[php-maint] Possible release note for systems running PHP through CGI.

Ondřej Surý ondrej at debian.org
Mon Aug 20 12:57:10 UTC 2012


Hi all,

[multiple messages from d-d and d-r merged together]

> I am also concerned that a *simple* solution to restore the old
> behaviour in a secure way is not provided: maybe php5-cgi should install
> a sensible default configuration in /etc/apache2/conf.d/ ?

I have prepared new update for PHP based on comments from d-d. The
commit is here:

http://anonscm.debian.org/gitweb/?p=pkg-php/php.git;a=commit;h=72eef08994f65b227103509617652d7c0bf0587a

To sum the changes:

- create dummy php5_cgi module, which has the required configuration inside
- enable this module if upgrading from anything older than 5.4.4-5
- the module is not enabled on fresh installs (user has to enable it manually)
- update NEWS.Debian to:

php5 (5.4.4-5) unstable; urgency=low

 Please be aware that the mime-types package dropped non-standard
 definitions for PHP that might affect any systems using PHP 5 running
 as CGI or FastCGI.  Following definitions were dropped:

  application/x-httpd-php                        phtml pht php
  application/x-httpd-php-source                 phps
  application/x-httpd-php3                       php3
  application/x-httpd-php3-preprocessed          php3p
  application/x-httpd-php4                       php4
  application/x-httpd-php5                       php5

 The php5-cgi package mitigates any known issues by creating a (dummy)
 apache2 module php5_cgi with a configuration containing handlers for
 all previously defined extensions.  Even though we believe that this
 configuration should keep your PHP scripts interpreted, it might be a
 good idea to check your apache2 site-wide configuration and also any
 specific PHP configuration for websites running on your system.
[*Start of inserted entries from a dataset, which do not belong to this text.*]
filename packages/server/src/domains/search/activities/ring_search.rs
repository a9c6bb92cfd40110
//! Widen-until-enough proximity search.
//!
//! Rings are queried smallest first. The first ring holding at least
//! [`MIN_NEARBY_PROVIDERS`] ids wins. Otherwise the first non-empty ring is
//! kept as a fallback, so a single nearby provider is not thrown away in
//! favor of an unconstrained search.

use tracing::{debug, instrument, warn};

use crate::common::{Coordinates, ProviderId};
use crate::kernel::BaseSearchStore;

/// Search radii in miles, smallest first.
pub const RING_RADII_MILES: [u32; 3] = [10, 25, 50];

pub const METERS_PER_MILE: f64 = 1609.34;

/// A ring with at least this many providers ends the search.
pub const MIN_NEARBY_PROVIDERS: usize = 2;

pub fn miles_to_meters(miles: u32) -> f64 {
    f64::from(miles) * METERS_PER_MILE
}

#[derive(Debug, Clone, Copy, PartialEq, Eq)]
pub enum RingStep {
    Continue,
    Done,
}

/// Result of a ring search.
///
/// `radius_miles` is `None` when every ring came back empty (or no ring was
/// searched); `nearby_ids` is then empty and no proximity constraint applies.
#[derive(Debug, Clone, Default, PartialEq, Eq)]
pub struct RingSearchOutcome {
    pub nearby_ids: Vec<ProviderId>,
    pub radius_miles: Option<u32>,
}

impl RingSearchOutcome {
    /// Ids to constrain the provider fetch to, if any were found.
    pub fn constraint(&self) -> Option<&[ProviderId]> {
        if self.nearby_ids.is_empty() {
            None
        } else {
            Some(&self.nearby_ids)
        }
    }
}

/// State carried between rings
#[derive(Debug, Default)]
pub struct RingSearch {
    best_so_far: Vec<ProviderId>,
    best_radius: Option<u32>,
}

impl RingSearch {
    pub fn new() -> Self {
        Self::default()
    }

    /// Feeds one ring's ids, in increasing radius order.
    pub fn observe(&mut self, radius_miles: u32, ids: Vec<ProviderId>) -> RingStep {
        if ids.len() >= MIN_NEARBY_PROVIDERS {
            self.best_so_far = ids;
            self.best_radius = Some(radius_miles);
            return RingStep::Done;
        }

        if self.best_so_far.is_empty() && !ids.is_empty() {
            self.best_so_far = ids;
            self.best_radius = Some(radius_miles);
        }

        RingStep::Continue
    }

    pub fn finish(self) -> RingSearchOutcome {
        RingSearchOutcome {
            nearby_ids: self.best_so_far,
            radius_miles: self.best_radius,
        }
    }
}

/// Runs the ring search around `center`.
///
/// A failed ring query is logged and counted as an empty ring.
#[instrument(skip(store))]
pub async fn ring_search(center: Coordinates, store: &dyn BaseSearchStore) -> RingSearchOutcome {
    let mut search = RingSearch::new();

    for miles in RING_RADII_MILES {
        let ids = match store.provider_ids_within(center, miles_to_meters(miles)).await {
            Ok(ids) => ids,
            Err(e) => {
                warn!(error = %e, miles, "Nearby provider query failed, treating ring as empty");
                Vec::new()
            }
        };

        debug!(miles, found = ids.len(), "Searched ring");
        if search.observe(miles, ids) == RingStep::Done {
            break;
        }
    }

    search.finish()
}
 As far as we know definitions from the mime-types packages are not
 used in any other webserver included in Debian, but it might affect
 any application which relies on system MIME types to interpret PHP
 files.

 -- Ondřej Surý <ondrej at debian.org>  Wed, 15 Aug 2012 10:31:31 +0200

- Update the README.Debian to match current state.
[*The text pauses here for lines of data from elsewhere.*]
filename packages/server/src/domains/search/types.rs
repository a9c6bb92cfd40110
use serde::{Deserialize, Serialize};
use tracing::warn;

use crate::common::{Coordinates, ProviderId, SearchSessionId};
use crate::domains::crisis::CrisisAlert;
use crate::domains::needs::NeedMatch;

use super::activities::{RankedProvider, ZipExclusion};
use super::SearchError;

/// Body of `POST /api/search`
#[derive(Debug, Clone, Default, PartialEq, Serialize, Deserialize)]
#[serde(rename_all = "camelCase")]
pub struct SearchRequest {
    /// Missing is treated like empty and rejected during validation
    #[serde(default)]
    pub query: String,
    #[serde(default)]
    pub location: Option<Coordinates>,
    #[serde(default)]
    pub zip_code: Option<String>,
    /// Kept raw so a malformed id is judged by the pipeline, not the extractor
    #[serde(default)]
    pub host_provider_id: Option<String>,
    #[serde(default)]
    pub session_id: Option<String>,
}

impl SearchRequest {
    pub fn new(query: impl Into<String>) -> Self {
        Self {
            query: query.into(),
            ..Default::default()
        }
    }

    /// Trimmed ZIP, or `None` when absent or blank.
    pub fn trimmed_zip(&self) -> Option<&str> {
        self.zip_code
            .as_deref()
            .map(str::trim)
            .filter(|zip| !zip.is_empty())
    }

    /// Host the search runs for. An id that does not parse names no valid host.
    pub fn parsed_host_id(&self) -> Result<Option<ProviderId>, SearchError> {
        match non_blank(&self.host_provider_id) {
            Some(raw) => raw.parse().map(Some).map_err(|_| SearchError::HostForbidden),
            None => Ok(None),
        }
    }

    /// Session to continue. A malformed id is dropped, so a new session starts.
    pub fn parsed_session_id(&self) -> Option<SearchSessionId> {
        let raw = non_blank(&self.session_id)?;
        match raw.parse() {
            Ok(id) => Some(id),
            Err(e) => {
                warn!(session_id = %raw, error = %e, "Ignoring malformed session id");
                None
            }
        }
    }
}

fn non_blank(value: &Option<String>) -> Option<&str> {
    value.as_deref().map(str::trim).filter(|v| !v.is_empty())
}

/// Results of a search that ran
#[derive(Debug, Clone, PartialEq, Serialize)]
#[serde(rename_all = "camelCase")]
pub struct SearchResponse {
    pub query: String,
    pub needs: Vec<NeedMatch>,
    pub providers: Vec<RankedProvider>,
    pub message: String,
    pub search_radius_miles: Option<u32>,
    pub session_id: Option<SearchSessionId>,
    #[serde(skip_serializing_if = "Option::is_none")]
    pub excluded_by_zip: Option<Vec<ZipExclusion>>,
    #[serde(skip_serializing_if = "Option::is_none")]
    pub client_zip_code: Option<String>,
    #[serde(skip_serializing_if = "Option::is_none")]
    pub crisis: Option<CrisisAlert>,
}

/// Returned instead of results when a host's excluded term matched
#[derive(Debug, Clone, PartialEq, Serialize)]
#[serde(rename_all = "camelCase")]
pub struct FilteredResponse {
    pub query: String,
    pub filtered: bool,
    pub needs: Vec<NeedMatch>,
    pub providers: Vec<RankedProvider>,
    pub message: String,
}

impl FilteredResponse {
    pub fn new(query: impl Into<String>, message: impl Into<String>) -> Self {
        Self {
            query: query.into(),
            filtered: true,
            needs: Vec::new(),
            providers: Vec::new(),
            message: message.into(),
        }
    }
}

#[derive(Debug, Clone, PartialEq, Serialize)]
#[serde(untagged)]
pub enum SearchOutcome {
    Filtered(FilteredResponse),
    Results(SearchResponse),
}

impl SearchOutcome {
    pub fn is_filtered(&self) -> bool {
        matches!(self, SearchOutcome::Filtered(_))
    }

    pub fn results(&self) -> Option<&SearchResponse> {
        match self {
            SearchOutcome::Results(response) => Some(response),
            SearchOutcome::Filtered(_) => None,
        }
    }
}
I will upload this change as part of 5.4.6-1 upload to Debian experimental
and if everything is ok, I'll merge it back to 5.4.4-5 targeted to
unstable->testing.

> As far as the mime-support package is concerned, I think that we reached the
> consensus that we will not add the entries back, and that the consequences will
> be documented in the php5-cgi package's NEWS file and in the release notes.
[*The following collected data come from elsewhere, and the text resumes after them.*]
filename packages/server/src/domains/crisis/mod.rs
// Crisis domain - flags queries that need a hotline, not a directory listing
pub mod activities;
pub mod models;

pub use activities::{detect_crisis, CrisisAlert, CrisisResource};
pub use models::CrisisKeyword;
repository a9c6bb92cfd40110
// Common test utilities

pub mod fixtures;
pub mod harness;

#[allow(unused_imports)]
pub use fixtures::*;
#[allow(unused_imports)]
pub use harness::*;
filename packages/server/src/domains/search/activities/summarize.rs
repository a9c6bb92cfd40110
use std::time::Duration;

use tracing::{debug, instrument, warn};

use super::RankedProvider;
use crate::kernel::{BaseAI, ChatPrompt};

pub const CONTEXT_CARD_SEPARATOR: &str = "\n\n---\n\n";
pub const SUMMARY_MAX_TOKENS: u32 = 150;
pub const SUMMARY_TEMPERATURE: f32 = 0.5;

/// Need names quoted in the template message.
const MAX_TEMPLATE_NEEDS: usize = 3;

const SUMMARY_SYSTEM_PROMPT: &str = "You are a warm, concise assistant for a community resource directory. \
You help people find social services. Reply in two or three short sentences. \
Do not list the organizations by name or repeat their contact details; they are shown to the user separately. \
In one sentence, mention how far the search reached (or that no location was given).";

/// What the summarizer knows about a finished search
#[derive(Debug, Clone, Copy)]
pub struct SummaryContext<'a> {
    pub query: &'a str,
    pub need_names: &'a [String],
    /// Providers after filtering, before the top-N slice
    pub total_providers: usize,
    pub top_providers: &'a [RankedProvider],
    pub has_location: bool,
    pub radius_miles: Option<u32>,
}

/// Deterministic message when nothing survived filtering.
pub fn no_providers_message(has_location: bool) -> String {
    if has_location {
        "I couldn't find any organizations near you that match what you're looking for. Try describing your need differently, or call 211 to speak with someone who can help.".to_string()
    } else {
        "I couldn't find any organizations that match what you're looking for. Try describing your need differently, adding your location, or call 211 to speak with someone who can help.".to_string()
    }
}

/// Location-dependent closing sentence of the template message.
pub fn location_trailer(has_location: bool, radius_miles: Option<u32>) -> String {
    match (has_location, radius_miles) {
        (_, Some(radius)) => format!(
            " These are the closest options within {} miles of your location:",
            radius
        ),
        (true, None) => " No providers found nearby, showing results from a wider area:".to_string(),
        (false, None) => {
            " Here are some options (add your location to see results sorted by distance):"
                .to_string()
        }
    }
}

pub fn template_message(
    total_providers: usize,
    need_names: &[String],
    has_location: bool,
    radius_miles: Option<u32>,
) -> String {
    let noun = if total_providers == 1 {
        "organization"
    } else {
        "organizations"
    };
    let needs = need_names
        .iter()
        .take(MAX_TEMPLATE_NEEDS)
        .map(String::as_str)
        .collect::<Vec<_>>()
        .join(", ");

    format!(
        "I found {} {} that can help with {}.{}",
        total_providers,
        noun,
        needs,
        location_trailer(has_location, radius_miles)
    )
}

/// Chat prompt built from the top providers' context cards, if any have one.
pub fn build_prompt(ctx: &SummaryContext<'_>) -> Option<ChatPrompt> {
    let cards: Vec<&str> = ctx
        .top_providers
        .iter()
        .filter_map(|p| p.provider.context_card())
        .collect();

    if cards.is_empty() {
        return None;
    }

    let reach = match (ctx.radius_miles, ctx.has_location) {
        (Some(radius), _) => format!("Results are within {} miles of the person's location.", radius),
        (None, true) => "Nothing was found close by, so results come from a wider area.".to_string(),
        (None, false) => "The person did not share a location, so results are not sorted by distance.".to_string(),
    };

    let user = format!(
        "The person searched for: \"{}\"\n\
         Matched services: {}\n\
         Organizations found: {}\n\
         {}\n\n\
         Organization notes:\n{}",
        ctx.query,
        ctx.need_names.join(", "),
        ctx.total_providers,
        reach,
        cards.join(CONTEXT_CARD_SEPARATOR)
    );

    Some(ChatPrompt {
        system: SUMMARY_SYSTEM_PROMPT.to_string(),
        user,
        max_tokens: SUMMARY_MAX_TOKENS,
        temperature: SUMMARY_TEMPERATURE,
    })
}

/// LLM summary; `None` on error, timeout or blank output.
async fn try_llm_summary(prompt: &ChatPrompt, ai: &dyn BaseAI, timeout: Duration) -> Option<String> {
    match tokio::time::timeout(timeout, ai.complete(prompt)).await {
        Ok(Ok(text)) => {
            let text = text.trim();
            if text.is_empty() {
                debug!("Summary completion was empty");
                None
            } else {
                Some(text.to_string())
            }
        }
        Ok(Err(e)) => {
            warn!(error = %e, "Summary completion failed, using template");
            None
        }
        Err(_) => {
            warn!(timeout = ?timeout, "Summary completion timed out, using template");
            None
        }
    }
}

/// Conversational message for the result set. Never fails.
#[instrument(skip_all, fields(total = ctx.total_providers))]
pub async fn summarize(ctx: SummaryContext<'_>, ai: &dyn BaseAI, timeout: Duration) -> String {
    if ctx.total_providers == 0 {
        return no_providers_message(ctx.has_location);
    }

    let llm = match build_prompt(&ctx) {
        Some(prompt) => try_llm_summary(&prompt, ai, timeout).await,
        None => None,
    };

    llm.unwrap_or_else(|| {
        template_message(
            ctx.total_providers,
            ctx.need_names,
            ctx.has_location,
            ctx.radius_miles,
        )
    })
}

#[cfg(test)]
mod tests {
    use super::*;
    use async_trait::async_trait;
    use crate::common::ProviderId;
    use crate::domains::providers::Provider;
    use crate::kernel::test_dependencies::MockAI;

    /// Never answers
    struct StalledAI;

    #[async_trait]
    impl BaseAI for StalledAI {
        async fn complete(&self, _prompt: &ChatPrompt) -> anyhow::Result<String> {
            std::future::pending().await
        }
    }

    const TIMEOUT: Duration = Duration::from_secs(1);

    fn ranked(card: Option<&str>) -> RankedProvider {
        RankedProvider {
            provider: Provider {
                id: ProviderId::new(),
                name: "Northeast Florida Housing".to_string(),
                description: None,
                phone: None,
                email: None,
                website: None,
                sector: None,
                referral_type: None,
                is_active: true,
                provider_status: "active".to_string(),
                llm_context_card: card.map(String::from),
                service_zip_codes: None,
            },
            locations: Vec::new(),
            needs: Vec::new(),
            primary_location: None,
            distance: None,
        }
    }

    fn names(raw: &[&str]) -> Vec<String> {
        raw.iter().map(|n| n.to_string()).collect()
    }

    #[test]
    fn test_template_without_location() {
        assert_eq!(
            template_message(3, &names(&["Housing Assistance"]), false, None),
            "I found 3 organizations that can help with Housing Assistance. Here are some options (add your location to see results sorted by distance):"
        );
    }

    #[test]
    fn test_template_with_radius_and_singular() {
        assert_eq!(
            template_message(1, &names(&["Food Pantry", "Meals"]), true, Some(25)),
            "I found 1 organization that can help with Food Pantry, Meals. These are the closest options within 25 miles of your location:"
        );
    }

    #[test]
    fn test_template_wider_area_and_need_cap() {
        let message = template_message(
            4,
            &names(&["Rent", "Utilities", "Food", "Clothing"]),
            true,
            None,
        );
        assert_eq!(
            message,
            "I found 4 organizations that can help with Rent, Utilities, Food. No providers found nearby, showing results from a wider area:"
        );
    }

    #[test]
    fn test_no_providers_message_mentions_211() {
        assert!(no_providers_message(true).contains("211"));
        assert!(no_providers_message(false).contains("211"));
        assert_ne!(no_providers_message(true), no_providers_message(false));
    }

    #[test]
    fn test_prompt_joins_cards_and_skips_blank_ones() {
        let top = vec![ranked(Some("Card A")), ranked(None), ranked(Some("  ")), ranked(Some("Card B"))];
        let need_names = names(&["Housing Assistance"]);
        let ctx = SummaryContext {
            query: "help with rent",
            need_names: &need_names,
            total_providers: 4,
            top_providers: &top,
            has_location: true,
            radius_miles: Some(10),
        };

        let prompt = build_prompt(&ctx).unwrap();

        assert!(prompt.user.contains("Card A\n\n---\n\nCard B"));
        assert!(prompt.user.contains("within 10 miles"));
        assert_eq!(prompt.max_tokens, 150);
        assert_eq!(prompt.temperature, 0.5);
    }

    #[tokio::test]
    async fn test_no_cards_skips_llm() {
        let ai = MockAI::new().with_response("should not be used");
        let top = vec![ranked(None)];
        let need_names = names(&["Food Pantry"]);
        let ctx = SummaryContext {
            query: "food",
            need_names: &need_names,
            total_providers: 1,
            top_providers: &top,
            has_location: false,
            radius_miles: None,
        };

        let message = summarize(ctx, &ai, TIMEOUT).await;

        assert!(message.starts_with("I found 1 organization that can help with Food Pantry."));
        assert_eq!(ai.call_count(), 0);
    }

    #[tokio::test]
    async fn test_llm_reply_is_used_when_cards_exist() {
        let ai = MockAI::new().with_response("  Here is some help nearby.  ");
        let top = vec![ranked(Some("Helps with rent"))];
        let need_names = names(&["Housing Assistance"]);
        let ctx = SummaryContext {
            query: "rent",
            need_names: &need_names,
            total_providers: 1,
            top_providers: &top,
            has_location: false,
            radius_miles: None,
        };

        assert_eq!(summarize(ctx, &ai, TIMEOUT).await, "Here is some help nearby.");
        assert!(ai.was_called_with("Helps with rent"));
    }

    #[tokio::test]
    async fn test_llm_failure_or_empty_reply_falls_back_to_template() {
        let top = vec![ranked(Some("Helps with rent"))];
        let need_names = names(&["Housing Assistance"]);
        let ctx = SummaryContext {
            query: "rent",
            need_names: &need_names,
            total_providers: 1,
            top_providers: &top,
            has_location: false,
            radius_miles: None,
        };
        let expected = template_message(1, &need_names, false, None);

        let failing = MockAI::new().with_error("upstream 500");
        assert_eq!(summarize(ctx, &failing, TIMEOUT).await, expected);

        let empty = MockAI::new().with_response("   ");
        assert_eq!(summarize(ctx, &empty, TIMEOUT).await, expected);
    }

    #[tokio::test]
    async fn test_llm_timeout_falls_back_to_template() {
        let top = vec![ranked(Some("Helps with rent"))];
        let need_names = names(&["Housing Assistance"]);
        let ctx = SummaryContext {
            query: "rent",
            need_names: &need_names,
            total_providers: 1,
            top_providers: &top,
            has_location: false,
            radius_miles: None,
        };

        let message = summarize(ctx, &StalledAI, Duration::from_millis(20)).await;

        assert_eq!(message, template_message(1, &need_names, false, None));
    }

    #[tokio::test]
    async fn test_zero_providers_never_calls_llm() {
        let ai = MockAI::new();
        let ctx = SummaryContext {
            query: "rent",
            need_names: &[],
            total_providers: 0,
            top_providers: &[],
            has_location: true,
            radius_miles: None,
        };

        assert_eq!(summarize(ctx, &ai, TIMEOUT).await, no_providers_message(true));
        assert_eq!(ai.call_count(), 0);
    }
}
// Locations domain - provider sites and ZIP reference data
pub mod models;

pub use models::*;
// Main entry point for the search API server

use std::net::SocketAddr;

use anyhow::{Context, Result};
use linksy_core::{kernel::ServerDeps, server::build_app, Config};
use sqlx::postgres::PgPoolOptions;
use tracing_subscriber::{layer::SubscriberExt, util::SubscriberInitExt};

#[tokio::main]
async fn main() -> Result<()> {
    // Initialize logging
    tracing_subscriber::registry()
        .with(
            tracing_subscriber::EnvFilter::try_from_default_env()
                .unwrap_or_else(|_| "info,linksy_core=debug,sqlx=warn".into()),
        )
        .with(tracing_subscriber::fmt::layer())
        .init();

    tracing::info!("Starting Linksy search API");

    // Load configuration
    let config = Config::from_env().context("Failed to load configuration")?;
    tracing::info!(
        chat_model = %config.chat_model,
        embedding_model = %config.embedding_model,
        "Configuration loaded"
    );

    // Connect to database
    tracing::info!("Connecting to database...");
    let pool = PgPoolOptions::new()
        .max_connections(config.db_max_connections)
        .connect(&config.database_url)
        .await
        .context("Failed to connect to database")?;
    tracing::info!("Database connected");

    // Run migrations
    tracing::info!("Running database migrations...");
    sqlx::migrate!("./migrations")
        .run(&pool)
        .await
        .context("Failed to run migrations")?;
    tracing::info!("Migrations complete");

    // Build application
    let deps = ServerDeps::from_config(&config, pool.clone());
    let app = build_app(pool, deps, &config.allowed_origins)?;

    // Start server
    let addr = format!("0.0.0.0:{}", config.port);
    tracing::info!("Starting server on {}", addr);
    tracing::info!("Search endpoint: http://localhost:{}/api/search", config.port);
    tracing::info!("Health check: http://localhost:{}/health", config.port);

    let listener = tokio::net::TcpListener::bind(&addr)
        .await
        .context("Failed to bind to address")?;

    axum::serve(
        listener,
        app.into_make_service_with_connect_info::<SocketAddr>(),
    )
    .await
    .context("Server error")?;

    Ok(())
}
I agree on that, even though I think that PHP should have it's own
mimetype definition (same as python or perl, e.g. application/x-php,
but let's keep this discussion out of this issue, since it's something
different).

> I guess we could consider that for a very specific, low-popcon package.
> But knowingly interrupting upgrades for a well-known problem, on a very
> high number of systems? I'm not sure that's appropriate. Quite the
> opposite, actually.

I believe that update that I just did should solve any backwards
compatibility issues. (Crossed fingers... have to do thourough testing
first, I tend to make mistakes from time to time.)

> Many of the users of php5-cgi will be doing so because they are using other
> web servers. The discussion in #674089 seems to mainly revolve around
> Apache. How does this affect other web servers?

I am not aware of any other (Debian shipped) web server which uses
system-wide mime-types.  At least both nginx and lighttpd don't depend
on system mime types for interpreting PHP files (both use extension
based definitions).

>  - In Squeeze, using default configurations, files with ".php" in their name
>    such as "foo.php.jpeg" are executed as PHP scripts by the Apache web servers
>    runing PHP scripts through php5-cgi.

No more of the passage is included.